From the line with "what: &'static str" to the last line of the data below, repeat every line exactly and add nothing.

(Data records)
-=-=-
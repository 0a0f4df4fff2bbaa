//! Pattern - the outline, the user obstacles, and the origin rays start from
//!
//! Index 0 of the obstacle list is always the outline. Every mutation
//! notifies the registered observers, which is how the editor view and the
//! audio side learn about edits.

use std::fmt;

use glam::DVec2;
use rand::{Rng, SeedableRng};
use rand_pcg::Pcg32;

use super::obstacle::{Arc, Curve, HandleKind, Line, Obstacle};
use super::ray::Ray;
use super::tracer::{self, Trace};
use crate::consts::{DEFAULT_BARS, DEFAULT_BPM, DEFAULT_FILE, RIM_TOLERANCE};
use crate::error::{RadarError, Result};
use crate::format::{ObstacleFormat, PatternFormat, PointFormat};

/// Token returned by [`Pattern::add_observer`]
pub type ObserverId = u64;

type Observer = Box<dyn FnMut(&Pattern) + Send>;

pub struct Pattern {
    origin: DVec2,
    obstacles: Vec<Obstacle>,
    file: String,
    bpm: f64,
    bars: u32,
    observers: Vec<(ObserverId, Observer)>,
    next_observer: ObserverId,
}

impl fmt::Debug for Pattern {
    fn fmt(&self, f: &mut fmt::Formatter<'_>) -> fmt::Result {
        f.debug_struct("Pattern")
            .field("origin", &self.origin)
            .field("obstacles", &self.obstacles)
            .field("file", &self.file)
            .field("bpm", &self.bpm)
            .field("bars", &self.bars)
            .field("observers", &self.observers.len())
            .finish()
    }
}

impl Default for Pattern {
    fn default() -> Self {
        Self::new()
    }
}

impl Pattern {
    /// Empty pattern: just the outline, origin at the center
    pub fn new() -> Self {
        Self {
            origin: DVec2::ZERO,
            obstacles: vec![Obstacle::Outline],
            file: DEFAULT_FILE.to_string(),
            bpm: DEFAULT_BPM,
            bars: DEFAULT_BARS,
            observers: Vec::new(),
            next_observer: 0,
        }
    }

    /// Random pattern for experiments, reproducible from `seed`
    pub fn scatter(seed: u64, count: usize) -> Self {
        let mut rng = Pcg32::seed_from_u64(seed);
        let mut pattern = Self::new();

        let point = |rng: &mut Pcg32| {
            let angle = rng.random_range(0.0..std::f64::consts::TAU);
            let radius = 0.9 * rng.random::<f64>().sqrt();
            DVec2::new(angle.cos(), angle.sin()) * radius
        };

        for _ in 0..count {
            let p0 = point(&mut rng);
            let p1 = point(&mut rng);
            let obstacle: Obstacle = match rng.random_range(0..3) {
                0 => Line::new(p0, p1).into(),
                1 => Arc::new(p0, p1, rng.random_range(-1.5..1.5)).into(),
                _ => Curve::new(p0, point(&mut rng), p1).into(),
            };
            pattern.obstacles.push(obstacle);
        }
        pattern.origin = point(&mut rng) * 0.5;

        log::info!("Scattered {} obstacles from seed {}", count, seed);
        pattern
    }

    pub fn origin(&self) -> DVec2 {
        self.origin
    }

    /// Move the origin; it must stay inside the disk
    pub fn set_origin(&mut self, origin: DVec2) -> Result<()> {
        check_origin(origin)?;
        self.origin = origin;
        self.notify();
        Ok(())
    }

    pub fn reset_origin(&mut self) {
        self.origin = DVec2::ZERO;
        self.notify();
    }

    /// All obstacles, outline first
    pub fn obstacles(&self) -> &[Obstacle] {
        &self.obstacles
    }

    /// Obstacles without the outline
    pub fn user_obstacles(&self) -> &[Obstacle] {
        &self.obstacles[1..]
    }

    pub fn obstacle(&self, index: usize) -> Option<&Obstacle> {
        self.obstacles.get(index)
    }

    /// Append an obstacle and return its index
    pub fn add_obstacle(&mut self, obstacle: impl Into<Obstacle>) -> usize {
        let obstacle = obstacle.into();
        if obstacle.is_boundary() {
            log::warn!("Ignoring a second outline");
            return 0;
        }
        self.obstacles.push(obstacle);
        self.notify();
        self.obstacles.len() - 1
    }

    /// Remove the obstacle at `index`; the outline can't be removed
    pub fn remove_obstacle(&mut self, index: usize) -> Option<Obstacle> {
        if index == 0 {
            log::warn!("Refusing to remove the outline");
            return None;
        }
        if index >= self.obstacles.len() {
            log::warn!("No obstacle at index {}", index);
            return None;
        }
        let removed = self.obstacles.remove(index);
        self.notify();
        Some(removed)
    }

    /// Remove every user obstacle
    pub fn clear_obstacles(&mut self) {
        self.obstacles.truncate(1);
        self.notify();
    }

    /// Edit a user obstacle in place
    pub fn update_obstacle(&mut self, index: usize, edit: impl FnOnce(&mut Obstacle)) -> bool {
        if index == 0 {
            return false;
        }
        let Some(obstacle) = self.obstacles.get_mut(index) else {
            return false;
        };
        edit(obstacle);
        self.notify();
        true
    }

    /// Drag one handle of a user obstacle
    pub fn move_handle(&mut self, index: usize, kind: HandleKind, p: DVec2) -> bool {
        if index == 0 {
            return false;
        }
        let moved = self
            .obstacles
            .get_mut(index)
            .is_some_and(|obstacle| obstacle.move_handle(kind, p));
        if moved {
            self.notify();
        }
        moved
    }

    pub fn file(&self) -> &str {
        &self.file
    }

    pub fn set_file(&mut self, file: impl Into<String>) {
        self.file = file.into();
        self.notify();
    }

    pub fn bpm(&self) -> f64 {
        self.bpm
    }

    pub fn bars(&self) -> u32 {
        self.bars
    }

    pub fn set_timing(&mut self, bpm: f64, bars: u32) -> Result<()> {
        check_timing(bpm, bars)?;
        self.bpm = bpm;
        self.bars = bars;
        self.notify();
        Ok(())
    }

    /// Loop length in seconds, four beats to the bar
    pub fn loop_seconds(&self) -> f64 {
        self.bars as f64 * 4.0 * 60.0 / self.bpm
    }

    /// Register a callback run after every change
    pub fn add_observer(&mut self, observer: impl FnMut(&Pattern) + Send + 'static) -> ObserverId {
        let id = self.next_observer;
        self.next_observer += 1;
        self.observers.push((id, Box::new(observer)));
        id
    }

    pub fn remove_observer(&mut self, id: ObserverId) -> bool {
        let before = self.observers.len();
        self.observers.retain(|(other, _)| *other != id);
        self.observers.len() != before
    }

    fn notify(&mut self) {
        let mut observers = std::mem::take(&mut self.observers);
        for (_, observer) in observers.iter_mut() {
            observer(self);
        }
        self.observers = observers;
    }

    /// Snapshot of everything but the outline
    pub fn serialize(&self) -> PatternFormat {
        PatternFormat {
            origin: PointFormat {
                x: self.origin.x,
                y: self.origin.y,
            },
            obstacles: self.obstacles.iter().filter_map(Obstacle::to_format).collect(),
            file: self.file.clone(),
            bpm: self.bpm,
            bars: self.bars,
        }
    }

    /// Replace the pattern contents from a snapshot
    ///
    /// The snapshot is validated first; on error nothing changes. Observers
    /// are kept.
    pub fn deserialize(&mut self, format: &PatternFormat) -> Result<()> {
        let origin = DVec2::new(format.origin.x, format.origin.y);
        if !origin.is_finite() {
            return Err(RadarError::NonFinite { what: "origin" });
        }
        check_origin(origin)?;
        check_timing(format.bpm, format.bars)?;
        if !format.obstacles.iter().all(ObstacleFormat::is_finite) {
            return Err(RadarError::NonFinite { what: "obstacle" });
        }

        self.origin = origin;
        self.obstacles.truncate(1);
        self.obstacles.extend(format.obstacles.iter().map(Obstacle::from));
        self.file.clone_from(&format.file);
        self.bpm = format.bpm;
        self.bars = format.bars;
        log::debug!("Loaded pattern with {} obstacles", format.obstacles.len());
        self.notify();
        Ok(())
    }

    pub fn from_json(json: &str) -> Result<Self> {
        let mut pattern = Self::new();
        pattern.deserialize(&PatternFormat::from_json(json)?)?;
        Ok(pattern)
    }

    pub fn to_json(&self) -> Result<String> {
        self.serialize().to_json()
    }

    /// Exit angle for a ray emitted at `angle` from the origin
    pub fn evaluate(&self, ray: &mut Ray, angle: f64) -> f64 {
        ray.reuse(angle, self.origin);
        tracer::evaluate(ray, &self.obstacles)
    }

    /// Bounce path for a ray emitted at `angle` from the origin
    pub fn trace<'a>(&'a self, ray: &'a mut Ray, angle: f64) -> Trace<'a> {
        ray.reuse(angle, self.origin);
        Trace::new(ray, &self.obstacles)
    }
}

fn check_origin(origin: DVec2) -> Result<()> {
    if !origin.is_finite() || origin.length() > 1.0 + RIM_TOLERANCE {
        return Err(RadarError::OriginOutsideDisk {
            x: origin.x,
            y: origin.y,
        });
    }
    Ok(())
}

fn check_timing(bpm: f64, bars: u32) -> Result<()> {
    if !(bpm.is_finite() && bpm > 0.0) || bars == 0 {
        return Err(RadarError::InvalidTiming { bpm, bars });
    }
    Ok(())
}
//! Unsigned distance helpers for editor hit-testing
//!
//! Not used on the audio path. Formulas follow the usual 2D distance
//! functions (segment, quadratic Bezier) plus a circular-arc variant that
//! matches how arcs are parameterized here.

use glam::DVec2;
use std::f64::consts::TAU;

/// Distance from `p` to the segment `a`-`b`
pub fn sd_segment(p: DVec2, a: DVec2, b: DVec2) -> f64 {
    let pa = p - a;
    let ba = b - a;
    let len_sq = ba.length_squared();
    if len_sq < 1e-24 {
        return pa.length();
    }
    let h = (pa.dot(ba) / len_sq).clamp(0.0, 1.0);
    (pa - ba * h).length()
}

/// Distance from `p` to the quadratic Bezier `a`, `b` (control), `c`
///
/// Solves the cubic for the closest curve parameter in closed form.
pub fn sd_bezier(p: DVec2, a: DVec2, b: DVec2, c: DVec2) -> f64 {
    let ea = b - a;
    let eb = a - 2.0 * b + c;
    if eb.length_squared() < 1e-18 {
        return sd_segment(p, a, c);
    }
    let ec = ea * 2.0;
    let d = a - p;

    let kk = 1.0 / eb.dot(eb);
    let kx = kk * ea.dot(eb);
    let ky = kk * (2.0 * ea.dot(ea) + d.dot(eb)) / 3.0;
    let kz = kk * d.dot(ea);

    let pp = ky - kx * kx;
    let p3 = pp * pp * pp;
    let q = kx * (2.0 * kx * kx - 3.0 * ky) + kz;
    let h = q * q + 4.0 * p3;

    let at = |t: f64| (d + (ec + eb * t) * t).length_squared();

    let res = if h >= 0.0 {
        // one real root
        let h = h.sqrt();
        let x0 = (h - q) * 0.5;
        let x1 = (-h - q) * 0.5;
        let t = (x0.cbrt() + x1.cbrt() - kx).clamp(0.0, 1.0);
        at(t)
    } else {
        // three real roots, the third is never the closest
        let z = (-pp).sqrt();
        let v = (q / (pp * z * 2.0)).clamp(-1.0, 1.0).acos() / 3.0;
        let m = v.cos();
        let n = v.sin() * 3f64.sqrt();
        let t0 = ((m + m) * z - kx).clamp(0.0, 1.0);
        let t1 = ((-n - m) * z - kx).clamp(0.0, 1.0);
        at(t0).min(at(t1))
    };
    res.sqrt()
}

/// Distance from `p` to a circular arc
///
/// The arc runs counter-clockwise (in atan2 terms) from `angle0` across
/// `width` radians around `center`; `a` and `b` are its endpoints.
pub fn sd_arc(p: DVec2, center: DVec2, radius: f64, angle0: f64, width: f64, a: DVec2, b: DVec2) -> f64 {
    let mut min = p.distance(a).min(p.distance(b));
    let rel = p - center;
    let angle = (rel.y.atan2(rel.x) - angle0).rem_euclid(TAU);
    if angle < width {
        min = min.min((rel.length() - radius).abs());
    }
    min
}
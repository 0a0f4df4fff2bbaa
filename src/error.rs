//! Error types

use thiserror::Error;

/// Errors raised while loading or validating patterns and settings
#[derive(Debug, Error)]
pub enum RadarError {
    #[error("malformed pattern snapshot: {0}")]
    Json(#[from] serde_json::Error),

    #[error("i/o failure: {0}")]
    Io(#[from] std::io::Error),

    #[error("origin ({x}, {y}) lies outside the unit disk")]
    OriginOutsideDisk { x: f64, y: f64 },

    #[error("non-finite value in {what}")]
    NonFinite { what: &'static str },

    #[error("invalid loop timing: bpm={bpm}, bars={bars}")]
    InvalidTiming { bpm: f64, bars: u32 },
}

pub type Result<T> = std::result::Result<T, RadarError>;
-=-=-
Answer below:
    NonFinite { what: &'static str },

    #[error("invalid loop timing: bpm={bpm}, bars={bars}")]
    InvalidTiming { bpm: f64, bars: u32 },
}

pub type Result<T> = std::result::Result<T, RadarError>;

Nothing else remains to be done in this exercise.